The young catcher explained his thoughts during those moments since he’s had quite a few of them already this year.
“In that moment, the way I think about is ‘what’s the worst that can happen?’ The worst that can happen is we lose the game,” Alvarez said. “I try to compete, try to battle and really try to give the best of myself. It’s really the adrenaline that heightens that moment for me.”
“It’s my favorite part of the game,” he added. “I’m not afraid of failure. When those moments come up, I’m comfortable.”
“He doesn’t shy away from the moment. He likes being out there,” Mets manager Buck Showalter she said. “He likes being in the moment. What impressed me was he got a pitch that was probably a ball and that shows the maturity of a player that he didn’t let it snowball.”
The pitch Showalter referenced was when Alvarez was ahead in the count, 2-1, Chafin threw a slider that looked to be below the zone but the home plate umpire called it a strike. Alvarez, clearly upset, turned quickly and asked for time.
After composing himself, Alvarez would fight back to eventually hit the game-tying home run.
“It felt good because earlier in that count the umpire called a strike that I didn’t necessarily agree with,” Alvarez said. “We haven’t been getting that call the entire game. I had to keep battling, I had to keep competing. Just with that home run it was kind of saying, ‘that last one wasn’t a strike but I got that one.'”
“The Alvy home run is a big sigh of relief. That was just an amazing at-bat,” Mark Canha she said. “Extremely impressive from a rookie. He never ceases to amaze me on how he’s developing this year. It’s pretty impressive.”
Alvarez’s long ball only tied the game, the winning hit came off the bat of Canha. After Brett Baty followed the home run with a single, Canha launched a triple that would put the Mets up for good.

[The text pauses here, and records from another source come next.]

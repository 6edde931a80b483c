//! Integration tests for field resolution and typed field access

mod common;

use std::sync::Arc;

use common::{config, fixture};
use veneer_host::{builtins, MemoryHost};
use veneer_reflect::field::{resolve_by_names, resolve_by_ordinal};
use veneer_reflect::{FieldStorage, ReflectError, Reflector, SymbolKind};
use veneer_sdk::{HostError, HostRuntime, Modifiers, ObjectRef, Value};

#[test]
fn test_first_existing_name_wins() {
    let fx = fixture();
    let entity = fx.reflector.locate("nms", "Entity");
    let field = entity.field::<i32>(Some(builtins::INT), &["missing", "b", "a"]);

    assert_eq!(field.resolve().map(|f| f.name.as_str()), Some("b"));
    let obj = fx.host.instantiate(fx.entity).unwrap();
    assert_eq!(field.get(Some(obj), -1), 2);
}

#[test]
fn test_name_order_without_type_filter() {
    let mut builder = MemoryHost::builder();
    let ty = builder.class("demo.Pair", None, |c| {
        c.field("a", builtins::INT, Modifiers::PRIVATE, Value::Int(1))
            .field("b", builtins::STRING, Modifiers::PRIVATE, Value::from("two"));
    });
    let host = builder.build();
    let reflector = Reflector::new(Arc::new(host.clone()), config());

    let field = reflector.bind(ty).field::<String>(None, &["missing", "b", "a"]);
    assert_eq!(field.resolve().map(|f| f.name.as_str()), Some("b"));
    let obj = host.instantiate(ty).unwrap();
    assert_eq!(field.get(Some(obj), String::new()), "two");
}

#[test]
fn test_incompatible_candidate_is_skipped() {
    let fx = fixture();
    let entity = fx.reflector.locate("nms", "Entity");
    // `label` exists but holds a string
    let field = entity.field::<i32>(Some(builtins::INT), &["label", "count"]);
    assert_eq!(field.resolve().map(|f| f.name.as_str()), Some("count"));

    let none = entity.field::<i32>(Some(builtins::INT), &["label", "name"]);
    assert!(!none.is_valid());
}

#[test]
fn test_expected_type_accepts_subtypes() {
    let fx = fixture();
    let player = fx.reflector.locate("nms", "EntityPlayer");
    let owner = player.field::<ObjectRef>(Some(builtins::OBJECT), &["owner"]);
    assert!(owner.is_valid());

    let ping = player.field::<i32>(Some(builtins::OBJECT), &["ping"]);
    assert!(!ping.is_valid());
}

#[test]
fn test_any_type_when_unconstrained() {
    let fx = fixture();
    let entity = fx.reflector.locate("nms", "Entity");
    let label = entity.field::<String>(None, &["label"]);
    let obj = fx.host.instantiate(fx.entity).unwrap();
    assert_eq!(label.get_opt(Some(obj)).as_deref(), Some("text"));
}

#[test]
fn test_ordinal_with_exact_modifiers() {
    let fx = fixture();
    let packet = fx.reflector.locate("nms", "PacketPlayOutChat");
    let obj = fx.host.instantiate(fx.packet).unwrap();

    // f1, f2, f4 are private ints; f3 is public
    let second = packet.field_by_ordinal::<i32>(Some(builtins::INT), Modifiers::PRIVATE, 2);
    assert_eq!(second.get(Some(obj), 0), 20);

    let third = packet.field_by_ordinal::<i32>(Some(builtins::INT), Modifiers::PRIVATE, 3);
    assert_eq!(third.resolve().map(|f| f.name.as_str()), Some("f4"));
    assert_eq!(third.get(Some(obj), 0), 40);

    let first_public = packet.field_by_ordinal::<i32>(Some(builtins::INT), Modifiers::PUBLIC, 1);
    assert_eq!(first_public.get(Some(obj), 0), 30);

    let past_end = packet.field_by_ordinal::<i32>(Some(builtins::INT), Modifiers::PRIVATE, 4);
    assert!(!past_end.is_valid());

    let zero = packet.field_by_ordinal::<i32>(Some(builtins::INT), Modifiers::PRIVATE, 0);
    assert!(!zero.is_valid());
}

#[test]
fn test_ordinal_type_filter() {
    let fx = fixture();
    let host = fx.reflector.host();
    // `msg` is the fourth private field but the only private string
    let msg = resolve_by_ordinal(host, fx.packet, Some(builtins::STRING), Modifiers::PRIVATE, 1);
    assert_eq!(msg.map(|f| f.name), Some("msg".to_string()));

    let any = resolve_by_ordinal(host, fx.packet, None, Modifiers::PRIVATE, 4);
    assert_eq!(any.map(|f| f.name), Some("msg".to_string()));
}

#[test]
fn test_resolve_by_names_direct() {
    let fx = fixture();
    let host = fx.reflector.host();
    assert_eq!(
        resolve_by_names(host, fx.entity, None, &["nope", "a"]).map(|f| f.name),
        Some("a".to_string())
    );
    assert!(resolve_by_names(host, fx.entity, None, &[]).is_none());
}

#[test]
fn test_field_resolves_once() {
    let fx = fixture();
    let entity = fx.reflector.locate("nms", "Entity");
    let field = entity.field::<i32>(Some(builtins::INT), &["missing", "b"]);
    let obj = fx.host.instantiate(fx.entity).unwrap();

    field.get(Some(obj), 0);
    let after_first = fx.host.stats();
    for _ in 0..4 {
        field.get(Some(obj), 0);
        field.set(Some(obj), 9);
    }
    let after = fx.host.stats();
    assert_eq!(after.field_lookups, after_first.field_lookups);
    assert_eq!(after.type_lookups, after_first.type_lookups);
    assert_eq!(field.get(Some(obj), 0), 9);
}

#[test]
fn test_set_regular_field() {
    let fx = fixture();
    let player = fx.reflector.locate("nms", "EntityPlayer");
    let ping = player.field::<i32>(Some(builtins::INT), &["ping"]);
    let obj = fx.host.instantiate(fx.player).unwrap();

    assert_eq!(ping.storage(), Some(FieldStorage::Regular));
    ping.set(Some(obj), 120);
    assert_eq!(fx.host.peek(obj, "ping"), Some(Value::Int(120)));
    assert_eq!(ping.try_set(Some(obj), 5), Ok(()));
    assert_eq!(ping.get(Some(obj), 0), 5);
}

#[test]
fn test_set_rejects_value_of_wrong_kind() {
    let fx = fixture();
    let entity = fx.reflector.locate("nms", "Entity");
    let a = entity.field::<String>(None, &["a"]);
    let obj = fx.host.instantiate(fx.entity).unwrap();

    a.set(Some(obj), "oops".to_string());
    assert_eq!(fx.host.peek(obj, "a"), Some(Value::Int(1)));
    assert!(matches!(
        a.try_set(Some(obj), "oops".to_string()),
        Err(ReflectError::Host(HostError::IncompatibleValue { found: "string", .. }))
    ));

    let count = entity.field::<i32>(None, &["count"]);
    assert_eq!(count.get(Some(obj), 0), 3);
}

#[test]
fn test_static_field_ignores_instance() {
    let fx = fixture();
    let entity = fx.reflector.locate("nms", "Entity");
    let spawned = entity.field::<i32>(Some(builtins::INT), &["spawned"]);
    spawned.set(None, 4);
    assert_eq!(spawned.get(None, 0), 4);
    assert_eq!(fx.host.peek_static(fx.entity, "spawned"), Some(Value::Int(4)));
}

#[test]
fn test_incompatible_value_returns_default() {
    let fx = fixture();
    let entity = fx.reflector.locate("nms", "Entity");
    let label = entity.field::<i32>(None, &["label"]);
    let obj = fx.host.instantiate(fx.entity).unwrap();

    assert_eq!(label.get(Some(obj), 17), 17);
    assert!(matches!(
        label.try_get(Some(obj)),
        Err(ReflectError::TypeMismatch { .. })
    ));
}

#[test]
fn test_int_widens_to_long() {
    let fx = fixture();
    let player = fx.reflector.locate("nms", "EntityPlayer");
    let obj = fx.host.instantiate(fx.player).unwrap();
    let ping = player.field::<i64>(None, &["ping"]);
    assert_eq!(ping.get(Some(obj), 0), 50);
}

#[test]
fn test_null_reads_as_none() {
    let fx = fixture();
    let player = fx.reflector.locate("nms", "EntityPlayer");
    let owner = player.field::<ObjectRef>(Some(fx.entity), &["owner"]);
    let obj = fx.host.instantiate(fx.player).unwrap();

    assert_eq!(owner.try_get(Some(obj)), Ok(None));
    assert_eq!(owner.get_opt(Some(obj)), None);

    let other = fx.host.instantiate(fx.entity).unwrap();
    owner.set(Some(obj), other);
    assert_eq!(owner.get_opt(Some(obj)), Some(other));
}

#[test]
fn test_graceful_absence() {
    let fx = fixture();
    let missing = fx.reflector.locate("nms", "PlayerConnection").quiet();
    let field = missing.field::<i32>(Some(builtins::INT), &["ping"]);
    let obj = fx.host.instantiate(fx.entity).unwrap();

    assert!(!field.is_valid());
    assert_eq!(field.get(Some(obj), 42), 42);
    field.set(Some(obj), 1);
    field.remove_immutability();
    assert!(!field.is_immutability_removed());
    assert_eq!(
        field.try_get(Some(obj)),
        Err(ReflectError::not_found(SymbolKind::Field, "ping"))
    );
}

#[test]
fn test_missing_receiver_is_absorbed() {
    let fx = fixture();
    let entity = fx.reflector.locate("nms", "Entity");
    let a = entity.field::<i32>(Some(builtins::INT), &["a"]);
    assert_eq!(a.get(None, -1), -1);
    assert!(matches!(a.try_get(None), Err(ReflectError::Host(_))));
}

#[test]
fn test_inherited_field_on_subclass_instance() {
    let fx = fixture();
    let entity = fx.reflector.locate("nms", "Entity");
    let name = entity.field::<String>(Some(builtins::STRING), &["name"]);
    let player = fx.host.instantiate(fx.player).unwrap();
    assert_eq!(name.get(Some(player), String::new()), "steve");
    assert!(fx.host.is_assignable(fx.entity, fx.player));
}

Even as a spectator, Alvarez can’t help but be excited about his team and his teammates.
“I was super excited. I let out a big yell,” Alvarez said with a smile. “I came out of the dugout and I hit Baty super hard. He might have a bruise right now.”
Baty and the Mets will take the bruise after Wednesday’s win, which propelled New York to their second consecutive series win, and their fourth win in a row. But there’s still more work to do as the 40-46 Mets try to get back closer to a Wild Card spot when they go for the three-game sweep on Thursday.